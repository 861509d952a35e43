//! Destination Resolver (C2): (source port) -> original destination,
//! populated by the kernel redirector and consumed once by the session
//! controller at connection accept.

use std::net::IpAddr;
use std::sync::Arc;

use dashmap::DashMap;

/// (IP version, address, destination port, originating process id hint).
#[derive(Debug, Clone, Copy, PartialEq, Eq)]
pub struct DestinationInfo {
    pub addr: IpAddr,
    pub port: u16,
    pub pid_hint: Option<u32>,
}

/// Concurrent map keyed by the hijacked connection's TCP source port.
///
/// `DashMap::remove` is already the atomic "read-then-delete" primitive
/// the contract requires: under concurrent resolve calls for the same
/// port, exactly one caller observes `Some`.
#[derive(Clone, Default)]
pub struct DestinationResolver {
    table: Arc<DashMap<u16, DestinationInfo>>,
}

impl DestinationResolver {
    pub fn new() -> Self {
        Self::default()
    }

    /// Writer side: the redirector populates an entry when it redirects a
    /// SYN on `src_port`.
    pub fn populate(&self, src_port: u16, info: DestinationInfo) {
        self.table.insert(src_port, info);
    }

    /// Reader side: C9 at connection accept. Clears the entry after
    /// lookup so a source port can be safely reused by a later
    /// connection.
    pub fn resolve(&self, src_port: u16) -> Option<DestinationInfo> {
        self.table.remove(&src_port).map(|(_, info)| info)
    }
}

---+---

What to work on: Each line from the first line of the listing through the line containing "pub struct DestinationInfo" must be set down exactly; no other line belongs in the answer.

Solution for this problem:
repository 861509d952a35e43
//! Destination Resolver (C2): (source port) -> original destination,
//! populated by the kernel redirector and consumed once by the session
//! controller at connection accept.

use std::net::IpAddr;
use std::sync::Arc;

use dashmap::DashMap;

/// (IP version, address, destination port, originating process id hint).
#[derive(Debug, Clone, Copy, PartialEq, Eq)]
pub struct DestinationInfo {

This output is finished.